**WHAT THIS TASK INVOLVES**
For each line below with the word "SignalCatalog", write out a copy.

**RECORDS FOR PROCESSING**

▼

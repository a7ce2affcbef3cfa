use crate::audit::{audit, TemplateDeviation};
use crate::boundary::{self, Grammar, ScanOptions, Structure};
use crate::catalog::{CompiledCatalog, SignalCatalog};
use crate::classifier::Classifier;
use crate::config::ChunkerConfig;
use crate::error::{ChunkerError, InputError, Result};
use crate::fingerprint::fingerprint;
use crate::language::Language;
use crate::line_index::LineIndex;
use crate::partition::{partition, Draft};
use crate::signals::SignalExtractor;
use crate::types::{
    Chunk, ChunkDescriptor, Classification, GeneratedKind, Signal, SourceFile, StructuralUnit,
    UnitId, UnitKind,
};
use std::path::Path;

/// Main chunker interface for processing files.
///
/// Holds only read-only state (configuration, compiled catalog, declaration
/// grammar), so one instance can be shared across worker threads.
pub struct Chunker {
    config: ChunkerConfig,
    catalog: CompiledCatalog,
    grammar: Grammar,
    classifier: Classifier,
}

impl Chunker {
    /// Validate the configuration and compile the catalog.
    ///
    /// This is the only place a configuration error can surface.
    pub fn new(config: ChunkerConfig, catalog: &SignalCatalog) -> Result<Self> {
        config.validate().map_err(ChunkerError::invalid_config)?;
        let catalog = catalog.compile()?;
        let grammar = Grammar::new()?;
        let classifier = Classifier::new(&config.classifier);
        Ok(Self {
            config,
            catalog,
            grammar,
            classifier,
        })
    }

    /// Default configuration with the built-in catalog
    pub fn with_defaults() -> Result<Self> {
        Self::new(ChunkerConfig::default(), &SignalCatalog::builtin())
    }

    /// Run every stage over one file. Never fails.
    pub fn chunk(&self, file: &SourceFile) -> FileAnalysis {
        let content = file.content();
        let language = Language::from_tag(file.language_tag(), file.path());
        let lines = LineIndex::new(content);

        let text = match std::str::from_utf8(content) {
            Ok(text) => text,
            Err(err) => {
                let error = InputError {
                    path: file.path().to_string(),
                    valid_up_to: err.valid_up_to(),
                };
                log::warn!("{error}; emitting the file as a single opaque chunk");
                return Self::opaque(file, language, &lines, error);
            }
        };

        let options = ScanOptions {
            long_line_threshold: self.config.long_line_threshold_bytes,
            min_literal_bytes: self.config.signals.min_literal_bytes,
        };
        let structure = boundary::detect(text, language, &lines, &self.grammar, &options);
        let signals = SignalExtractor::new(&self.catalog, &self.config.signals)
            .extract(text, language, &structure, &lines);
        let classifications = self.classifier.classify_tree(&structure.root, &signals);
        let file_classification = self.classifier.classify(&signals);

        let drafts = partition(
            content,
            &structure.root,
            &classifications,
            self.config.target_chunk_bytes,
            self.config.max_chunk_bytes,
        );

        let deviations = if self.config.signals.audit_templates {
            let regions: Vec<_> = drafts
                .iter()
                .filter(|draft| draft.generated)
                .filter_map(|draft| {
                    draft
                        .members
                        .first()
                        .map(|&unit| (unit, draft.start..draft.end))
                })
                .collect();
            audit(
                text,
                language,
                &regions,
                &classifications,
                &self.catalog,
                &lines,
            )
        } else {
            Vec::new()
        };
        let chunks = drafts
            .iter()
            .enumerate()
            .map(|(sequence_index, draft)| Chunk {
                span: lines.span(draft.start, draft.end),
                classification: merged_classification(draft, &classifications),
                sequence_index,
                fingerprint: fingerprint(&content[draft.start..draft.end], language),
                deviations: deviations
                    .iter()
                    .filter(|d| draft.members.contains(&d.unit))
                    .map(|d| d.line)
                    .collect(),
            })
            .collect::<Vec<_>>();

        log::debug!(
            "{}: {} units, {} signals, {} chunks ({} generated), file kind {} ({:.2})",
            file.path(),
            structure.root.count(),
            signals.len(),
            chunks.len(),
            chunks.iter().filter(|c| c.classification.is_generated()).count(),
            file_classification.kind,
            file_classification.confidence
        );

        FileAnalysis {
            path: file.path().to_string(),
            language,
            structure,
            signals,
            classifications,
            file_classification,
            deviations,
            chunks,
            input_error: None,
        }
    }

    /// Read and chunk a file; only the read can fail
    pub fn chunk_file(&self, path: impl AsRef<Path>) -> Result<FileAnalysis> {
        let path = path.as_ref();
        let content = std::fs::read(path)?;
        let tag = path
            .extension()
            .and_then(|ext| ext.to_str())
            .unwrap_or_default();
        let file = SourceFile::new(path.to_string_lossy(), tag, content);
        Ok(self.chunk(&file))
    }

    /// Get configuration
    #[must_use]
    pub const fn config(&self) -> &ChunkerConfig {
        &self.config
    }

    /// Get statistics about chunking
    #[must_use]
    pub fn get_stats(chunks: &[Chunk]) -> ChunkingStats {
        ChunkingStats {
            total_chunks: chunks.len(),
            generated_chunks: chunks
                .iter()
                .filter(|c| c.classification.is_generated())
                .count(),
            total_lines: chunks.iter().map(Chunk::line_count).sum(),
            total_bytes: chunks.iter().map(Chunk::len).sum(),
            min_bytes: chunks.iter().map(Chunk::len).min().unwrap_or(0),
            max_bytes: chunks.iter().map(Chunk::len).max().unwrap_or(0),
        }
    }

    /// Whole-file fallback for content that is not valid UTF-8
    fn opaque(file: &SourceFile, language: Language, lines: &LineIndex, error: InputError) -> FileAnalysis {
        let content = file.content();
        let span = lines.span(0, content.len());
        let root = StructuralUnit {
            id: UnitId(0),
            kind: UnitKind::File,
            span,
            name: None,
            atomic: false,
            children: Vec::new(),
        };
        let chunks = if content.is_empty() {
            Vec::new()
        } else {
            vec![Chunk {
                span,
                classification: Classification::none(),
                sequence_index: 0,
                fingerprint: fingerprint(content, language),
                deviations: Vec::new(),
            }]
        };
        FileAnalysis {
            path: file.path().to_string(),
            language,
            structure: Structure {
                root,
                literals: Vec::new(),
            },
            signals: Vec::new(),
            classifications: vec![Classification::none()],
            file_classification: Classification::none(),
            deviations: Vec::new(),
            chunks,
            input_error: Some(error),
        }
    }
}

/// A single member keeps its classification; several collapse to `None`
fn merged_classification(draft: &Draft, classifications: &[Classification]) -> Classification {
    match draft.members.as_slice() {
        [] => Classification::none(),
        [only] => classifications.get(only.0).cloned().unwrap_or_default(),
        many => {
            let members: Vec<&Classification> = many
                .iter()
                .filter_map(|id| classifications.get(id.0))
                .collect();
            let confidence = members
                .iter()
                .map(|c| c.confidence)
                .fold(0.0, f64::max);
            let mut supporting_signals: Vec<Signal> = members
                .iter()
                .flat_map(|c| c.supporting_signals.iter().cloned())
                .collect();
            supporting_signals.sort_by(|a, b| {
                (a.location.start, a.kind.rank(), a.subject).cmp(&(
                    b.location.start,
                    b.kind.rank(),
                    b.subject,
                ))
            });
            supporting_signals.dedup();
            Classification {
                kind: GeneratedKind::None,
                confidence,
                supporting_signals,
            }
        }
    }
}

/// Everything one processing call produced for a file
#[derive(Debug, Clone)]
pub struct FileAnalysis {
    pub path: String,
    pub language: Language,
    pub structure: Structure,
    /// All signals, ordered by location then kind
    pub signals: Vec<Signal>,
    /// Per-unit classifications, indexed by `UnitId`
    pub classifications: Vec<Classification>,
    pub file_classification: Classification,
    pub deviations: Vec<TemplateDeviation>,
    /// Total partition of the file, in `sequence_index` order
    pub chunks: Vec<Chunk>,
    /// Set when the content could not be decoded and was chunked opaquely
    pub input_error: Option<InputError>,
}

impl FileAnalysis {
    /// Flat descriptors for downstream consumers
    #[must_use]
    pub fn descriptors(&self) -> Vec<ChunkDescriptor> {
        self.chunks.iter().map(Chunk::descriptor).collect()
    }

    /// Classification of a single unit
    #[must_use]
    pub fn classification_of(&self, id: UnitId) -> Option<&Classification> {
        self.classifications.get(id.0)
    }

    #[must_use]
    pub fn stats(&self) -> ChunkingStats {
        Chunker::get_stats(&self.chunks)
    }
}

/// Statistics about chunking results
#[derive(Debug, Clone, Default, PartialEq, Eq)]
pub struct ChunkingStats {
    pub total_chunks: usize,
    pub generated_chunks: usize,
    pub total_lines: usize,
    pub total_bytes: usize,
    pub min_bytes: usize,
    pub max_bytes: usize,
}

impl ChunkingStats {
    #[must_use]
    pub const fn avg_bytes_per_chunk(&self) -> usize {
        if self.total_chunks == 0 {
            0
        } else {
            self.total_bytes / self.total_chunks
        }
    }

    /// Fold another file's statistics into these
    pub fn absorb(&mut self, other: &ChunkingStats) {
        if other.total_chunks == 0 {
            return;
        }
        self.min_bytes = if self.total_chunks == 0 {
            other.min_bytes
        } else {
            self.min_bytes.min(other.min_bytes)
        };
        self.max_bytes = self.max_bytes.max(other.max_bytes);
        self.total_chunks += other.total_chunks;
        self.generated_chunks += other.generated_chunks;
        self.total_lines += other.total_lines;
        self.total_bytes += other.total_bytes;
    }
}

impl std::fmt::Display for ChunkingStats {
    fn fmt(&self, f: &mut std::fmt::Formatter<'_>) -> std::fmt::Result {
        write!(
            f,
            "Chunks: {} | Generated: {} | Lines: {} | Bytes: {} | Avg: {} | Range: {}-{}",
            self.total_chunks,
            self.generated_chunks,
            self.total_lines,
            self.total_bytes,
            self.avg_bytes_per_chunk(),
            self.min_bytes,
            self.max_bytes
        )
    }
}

▲
▼

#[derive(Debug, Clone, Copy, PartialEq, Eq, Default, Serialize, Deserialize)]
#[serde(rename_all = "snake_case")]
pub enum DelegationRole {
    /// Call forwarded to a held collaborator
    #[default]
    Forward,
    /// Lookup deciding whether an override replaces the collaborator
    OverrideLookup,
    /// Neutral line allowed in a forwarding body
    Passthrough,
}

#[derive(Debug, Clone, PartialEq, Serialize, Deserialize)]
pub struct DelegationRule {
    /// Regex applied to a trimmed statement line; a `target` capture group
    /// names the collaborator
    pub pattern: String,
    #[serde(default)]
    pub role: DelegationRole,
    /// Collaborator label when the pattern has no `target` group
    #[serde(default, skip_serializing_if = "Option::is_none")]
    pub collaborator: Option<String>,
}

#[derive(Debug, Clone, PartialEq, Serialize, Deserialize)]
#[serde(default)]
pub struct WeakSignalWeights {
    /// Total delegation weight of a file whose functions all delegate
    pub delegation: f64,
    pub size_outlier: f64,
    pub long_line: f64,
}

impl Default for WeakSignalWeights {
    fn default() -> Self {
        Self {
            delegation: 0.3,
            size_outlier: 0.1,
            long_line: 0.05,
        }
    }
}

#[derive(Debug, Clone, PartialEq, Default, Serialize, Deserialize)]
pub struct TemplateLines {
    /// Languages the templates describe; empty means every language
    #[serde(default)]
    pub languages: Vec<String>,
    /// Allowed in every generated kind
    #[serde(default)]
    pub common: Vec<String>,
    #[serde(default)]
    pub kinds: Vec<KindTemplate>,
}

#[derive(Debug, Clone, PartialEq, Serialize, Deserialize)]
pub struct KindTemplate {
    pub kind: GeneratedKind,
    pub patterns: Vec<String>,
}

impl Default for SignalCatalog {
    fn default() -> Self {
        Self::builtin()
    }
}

▲

**EXERCISE RESULT**
use crate::catalog::{CompiledCatalog, SignalCatalog};
    pub fn new(config: ChunkerConfig, catalog: &SignalCatalog) -> Result<Self> {
        Self::new(ChunkerConfig::default(), &SignalCatalog::builtin())
impl Default for SignalCatalog {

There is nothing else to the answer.